Chromatographic analysis of phenolic acids from Iris species. Comparison of different methods of extraction

Phenolic acids have been reported to possess important biological and pharmacological properties, especially antioxidant activity, which have been widely described in the literature.

The aim of this study was the quantification of phenolic acids in extracts obtained with different extraction techniques from several Iris species. A pressurized liquid extraction (PLE) was performed in an ASE 100 accelerated solvent extractor (Dionex, USA) at 100°C using 80% and 100% methanol. To compare the effectiveness of PLE, the ultrasound-assisted extraction (UAE) procedure was also carried out, as well as traditional Soxhlet extraction (SX). To purify the PLE, UAE, SX extracts, the well-known solid phase extraction (SPE) technique was applied. Next, SPE eluates were qualitatively and quantitatively analyzed using an Agilent 1100 liquid chromatograph with UV-visible diode-array detector (DAD). As the result of the study, seven phenolic acids were identified by SPE-RP-HPLC: vanillic, caffeic, chlorogenic, protocatechuic, ferulic, p-coumaric and gallic acids.
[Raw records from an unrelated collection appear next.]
//! Agentic invoice extraction: prompt building, tool dispatch, the
//! tool-calling loop, output repair/validation and the OCR verifier.

pub mod agent;
pub mod client;
pub mod prompts;
pub mod repair;
pub mod schema;
pub mod tools;
pub mod verify;

pub use agent::{AgentOutcome, AgentSettings, ExtractionAgent};
pub use client::OpenAiChatClient;
pub use verify::{OcrVerifier, VerificationResult};
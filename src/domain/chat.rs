// Chat-completions wire types shared by the client, the agent loop and the verifier.

use serde::{Deserialize, Serialize};
use serde_json::Value;

#[derive(Debug, Clone, Copy, PartialEq, Eq, Serialize, Deserialize)]
#[serde(rename_all = "lowercase")]
pub enum Role {
    System,
    User,
    Assistant,
    Tool,
}

#[derive(Debug, Clone, PartialEq, Serialize, Deserialize)]
pub struct ChatMessage {
    pub role: Role,
    #[serde(default)]
    pub content: Option<String>,
    #[serde(
        default,
        deserialize_with = "null_as_empty",
        skip_serializing_if = "Vec::is_empty"
    )]
    pub tool_calls: Vec<ToolCall>,
    #[serde(default, skip_serializing_if = "Option::is_none")]
    pub tool_call_id: Option<String>,
}

impl ChatMessage {
    pub fn system(content: impl Into<String>) -> Self {
        Self::text(Role::System, content)
    }

    pub fn user(content: impl Into<String>) -> Self {
        Self::text(Role::User, content)
    }

    pub fn assistant(content: impl Into<String>) -> Self {
        Self::text(Role::Assistant, content)
    }

    pub fn tool_result(tool_call_id: impl Into<String>, content: impl Into<String>) -> Self {
        Self {
            role: Role::Tool,
            content: Some(content.into()),
            tool_calls: Vec::new(),
            tool_call_id: Some(tool_call_id.into()),
        }
    }

    fn text(role: Role, content: impl Into<String>) -> Self {
        Self {
            role,
            content: Some(content.into()),
            tool_calls: Vec::new(),
            tool_call_id: None,
        }
    }
}

#[derive(Debug, Clone, PartialEq, Serialize, Deserialize)]
pub struct ToolCall {
    pub id: String,
    #[serde(rename = "type", default = "function_type")]
    pub call_type: String,
    pub function: FunctionCall,
}

impl ToolCall {
    pub fn new(id: impl Into<String>, name: impl Into<String>, arguments: impl Into<String>) -> Self {
        Self {
            id: id.into(),
            call_type: function_type(),
            function: FunctionCall {
                name: name.into(),
                arguments: arguments.into(),
            },
        }
    }
}

#[derive(Debug, Clone, PartialEq, Serialize, Deserialize)]
pub struct FunctionCall {
    pub name: String,
    /// JSON encoded by the model; may be malformed.
    #[serde(default)]
    pub arguments: String,
}

#[derive(Debug, Clone, PartialEq, Serialize, Deserialize)]
pub struct ToolDefinition {
    #[serde(rename = "type")]
    pub tool_type: String,
    pub function: FunctionDefinition,
}

#[derive(Debug, Clone, PartialEq, Serialize, Deserialize)]
pub struct FunctionDefinition {
    pub name: String,
    pub description: String,
    pub parameters: Value,
}

impl ToolDefinition {
    pub fn function(name: &str, description: &str, parameters: Value) -> Self {
        Self {
            tool_type: function_type(),
            function: FunctionDefinition {
                name: name.to_string(),
                description: description.to_string(),
                parameters,
            },
        }
    }
}

fn null_as_empty<'de, D>(deserializer: D) -> Result<Vec<ToolCall>, D::Error>
where
    D: serde::Deserializer<'de>,
{
    Ok(Option::<Vec<ToolCall>>::deserialize(deserializer)?.unwrap_or_default())
}

fn function_type() -> String {
    "function".to_string()
}

#[derive(Debug, Clone, Default)]
pub struct ChatRequest {
    pub messages: Vec<ChatMessage>,
    pub tools: Vec<ToolDefinition>,
    pub temperature: Option<f32>,
    pub max_tokens: Option<u32>,
    pub json_response: bool,
}

#[derive(Debug, Clone, Copy, Default, PartialEq, Eq, Serialize, Deserialize)]
pub struct TokenUsage {
    #[serde(default)]
    pub prompt_tokens: u32,
    #[serde(default)]
    pub completion_tokens: u32,
    #[serde(default)]
    pub total_tokens: u32,
}

#[derive(Debug, Clone)]
pub struct ChatResponse {
    pub message: ChatMessage,
    pub finish_reason: Option<String>,
    pub usage: Option<TokenUsage>,
}
use crate::domain::chat::ToolDefinition;
use serde_json::{json, Value};

pub const GET_PAGE_TEXT: &str = "get_page_text";
pub const SEARCH_TEXT: &str = "search_text";
pub const GET_TEXT_AROUND: &str = "get_text_around";
pub const SUBMIT_INVOICE: &str = "submit_invoice";

const MAX_SEARCH_RESULTS: usize = 20;
const MAX_SNIPPETS: usize = 5;
const DEFAULT_CONTEXT_CHARS: usize = 200;
const MIN_CONTEXT_CHARS: usize = 20;
const MAX_CONTEXT_CHARS: usize = 2000;

pub fn tool_definitions() -> Vec<ToolDefinition> {
    vec![
        ToolDefinition::function(
            GET_PAGE_TEXT,
            "Return the full text of one page of the document.",
            json!({
                "type": "object",
                "properties": {
                    "page": { "type": "integer", "description": "1-based page number" }
                },
                "required": ["page"]
            }),
        ),
        ToolDefinition::function(
            SEARCH_TEXT,
            "Case-insensitive search; returns matching lines with page and line numbers.",
            json!({
                "type": "object",
                "properties": {
                    "query": { "type": "string" }
                },
                "required": ["query"]
            }),
        ),
        ToolDefinition::function(
            GET_TEXT_AROUND,
            "Return the text surrounding each occurrence of a phrase.",
            json!({
                "type": "object",
                "properties": {
                    "query": { "type": "string" },
                    "chars": {
                        "type": "integer",
                        "description": "characters of context on each side (default 200)"
                    }
                },
                "required": ["query"]
            }),
        ),
        ToolDefinition::function(
            SUBMIT_INVOICE,
            "Submit the final structured invoice. Call exactly once.",
            invoice_schema(),
        ),
    ]
}

fn invoice_schema() -> Value {
    let nullable_string = json!({ "type": ["string", "null"] });
    let nullable_number = json!({ "type": ["number", "null"] });
    json!({
        "type": "object",
        "properties": {
            "invoice_date": { "type": ["string", "null"], "description": "YYYY-MM-DD" },
            "supplier_name": nullable_string,
            "invoice_number": nullable_string,
            "total_amount": nullable_number,
            "gst_amount": nullable_number,
            "currency": { "type": ["string", "null"], "description": "ISO 4217 code" },
            "gst_number": nullable_string,
            "due_date": { "type": ["string", "null"], "description": "YYYY-MM-DD" },
            "notes": nullable_string,
            "entries": {
                "type": "array",
                "items": {
                    "type": "object",
                    "properties": {
                        "label": { "type": "string" },
                        "amount": nullable_number,
                        "type": { "type": "string" },
                        "attrs": { "type": "object" }
                    },
                    "required": ["label", "amount"]
                }
            }
        },
        "required": ["entries"]
    })
}

/// Runs the investigation tools against the document text.
pub struct ToolDispatcher<'a> {
    full_text: &'a str,
    pages: &'a [String],
}

impl<'a> ToolDispatcher<'a> {
    pub fn new(full_text: &'a str, pages: &'a [String]) -> Self {
        Self { full_text, pages }
    }

    /// Always produces a tool result; problems are reported to the model as text.
    pub fn dispatch(&self, name: &str, args: &Value) -> String {
        match name {
            GET_PAGE_TEXT => match args.get("page").and_then(as_index) {
                Some(page) => self.get_page_text(page),
                None => "Error: 'page' must be a positive integer".to_string(),
            },
            SEARCH_TEXT => match query_arg(args) {
                Some(query) => self.search_text(query),
                None => "Error: 'query' must be a non-empty string".to_string(),
            },
            GET_TEXT_AROUND => match query_arg(args) {
                Some(query) => {
                    let chars = args
                        .get("chars")
                        .and_then(as_index)
                        .unwrap_or(DEFAULT_CONTEXT_CHARS)
                        .clamp(MIN_CONTEXT_CHARS, MAX_CONTEXT_CHARS);
                    self.get_text_around(query, chars)
                }
                None => "Error: 'query' must be a non-empty string".to_string(),
            },
            other => format!("Error: unknown tool '{}'", other),
        }
    }

    pub fn get_page_text(&self, page: usize) -> String {
        match page.checked_sub(1).and_then(|i| self.pages.get(i)) {
            Some(text) => text.clone(),
            None => format!(
                "Error: page {} out of range (document has {} page{})",
                page,
                self.pages.len(),
                if self.pages.len() == 1 { "" } else { "s" }
            ),
        }
    }

    pub fn search_text(&self, query: &str) -> String {
        let needle = query.to_lowercase();
        let mut hits = Vec::new();

        'pages: for (page_idx, page) in self.pages.iter().enumerate() {
            for (line_idx, line) in page.lines().enumerate() {
                if line.to_lowercase().contains(&needle) {
                    hits.push(format!("[page {}, line {}] {}", page_idx + 1, line_idx + 1, line.trim()));
                    if hits.len() >= MAX_SEARCH_RESULTS {
                        break 'pages;
                    }
                }
            }
        }

        if hits.is_empty() {
            format!("No matches for \"{}\"", query)
        } else {
            hits.join("\n")
        }
    }

    pub fn get_text_around(&self, query: &str, chars: usize) -> String {
        let haystack: Vec<char> = self.full_text.chars().collect();
        let lower: Vec<char> = haystack.iter().flat_map(|c| c.to_lowercase()).collect();
        let needle: Vec<char> = query.to_lowercase().chars().collect();

        // to_lowercase 可能改變長度，對不上時退回逐字比對
        let search_space = if lower.len() == haystack.len() { &lower } else { &haystack };

        let mut snippets = Vec::new();
        let mut i = 0;
        while i + needle.len() <= search_space.len() && snippets.len() < MAX_SNIPPETS {
            if search_space[i..i + needle.len()] == needle[..] {
                let start = i.saturating_sub(chars);
                let end = (i + needle.len() + chars).min(haystack.len());
                let snippet: String = haystack[start..end].iter().collect();
                snippets.push(format!("...{}...", snippet));
                i += needle.len();
            } else {
                i += 1;
            }
        }

        if snippets.is_empty() {
            format!("No matches for \"{}\"", query)
        } else {
            snippets.join("\n\n")
        }
    }
}

fn as_index(value: &Value) -> Option<usize> {
    let index = match value {
        Value::Number(n) => n.as_u64().map(|n| n as usize),
        Value::String(s) => s.trim().parse().ok(),
        _ => None,
    };
    index.filter(|n| *n > 0)
}

fn query_arg(args: &Value) -> Option<&str> {
    args.get("query")
        .and_then(Value::as_str)
        .map(str::trim)
        .filter(|q| !q.is_empty())
}

#[cfg(test)]
mod tests {
    use super::*;

    fn pages() -> Vec<String> {
        vec![
            "Mercury Energy\nInvoice INV-1042\nDate 1 Aug 2024".to_string(),
            "Usage charge 278 kWh $99.66\nGST 15% $37.24\nTotal due $285.50".to_string(),
        ]
    }

    #[test]
    fn test_get_page_text() {
        let pages = pages();
        let full = pages.join("\n\n");
        let tools = ToolDispatcher::new(&full, &pages);

        assert!(tools.dispatch(GET_PAGE_TEXT, &json!({"page": 2})).contains("$285.50"));
        assert!(tools.dispatch(GET_PAGE_TEXT, &json!({"page": "1"})).contains("INV-1042"));
        assert_eq!(
            tools.dispatch(GET_PAGE_TEXT, &json!({"page": 3})),
            "Error: page 3 out of range (document has 2 pages)"
        );
        assert!(tools.dispatch(GET_PAGE_TEXT, &json!({"page": 0})).starts_with("Error"));
    }

    #[test]
    fn test_search_text_reports_page_and_line() {
        let pages = pages();
        let full = pages.join("\n\n");
        let tools = ToolDispatcher::new(&full, &pages);

        let result = tools.dispatch(SEARCH_TEXT, &json!({"query": "gst"}));
        assert_eq!(result, "[page 2, line 2] GST 15% $37.24");

        let none = tools.dispatch(SEARCH_TEXT, &json!({"query": "water"}));
        assert_eq!(none, "No matches for \"water\"");
    }

    #[test]
    fn test_get_text_around_clamps_context() {
        let pages = pages();
        let full = pages.join("\n\n");
        let tools = ToolDispatcher::new(&full, &pages);

        let result = tools.dispatch(GET_TEXT_AROUND, &json!({"query": "Total due", "chars": 1}));
        // chars 下限為 20
        assert!(result.contains("GST 15% $37.24"));
        assert!(result.contains("$285.50"));
    }

    #[test]
    fn test_unknown_tool_and_bad_args() {
        let pages = pages();
        let tools = ToolDispatcher::new("", &pages);
        assert_eq!(tools.dispatch("delete_everything", &json!({})), "Error: unknown tool 'delete_everything'");
        assert!(tools.dispatch(SEARCH_TEXT, &json!({"query": "  "})).starts_with("Error"));
    }

    #[test]
    fn test_definitions_cover_all_tools() {
        let names: Vec<String> = tool_definitions().into_iter().map(|t| t.function.name).collect();
        assert_eq!(names, vec![GET_PAGE_TEXT, SEARCH_TEXT, GET_TEXT_AROUND, SUBMIT_INVOICE]);
    }
}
The calibration curves for all standards were linear (R²>0.999, n=3) in a concentration range of 0.01–2.00mg 10ml^-1. For most acids (vanillic, protocatechuic, p-coumaric, gallic, ferulic) isolated from the investigated Iris species, the highest yield was achieved by ASE at 100°C repeated three times with 80% methanol as a solvent, while the worst results were obtained by ultrasound-assisted extraction (UAE). A relatively high yield of caffeic acid was also obtained with a Soxhlet apparatus (11.10mg/100g dry wt. in aerial parts of Iris bungei Maxim.).

Acknowledgments: This work was financially supported by grant no N N 405 374835 from The Polish Ministry of Science and Higher Education.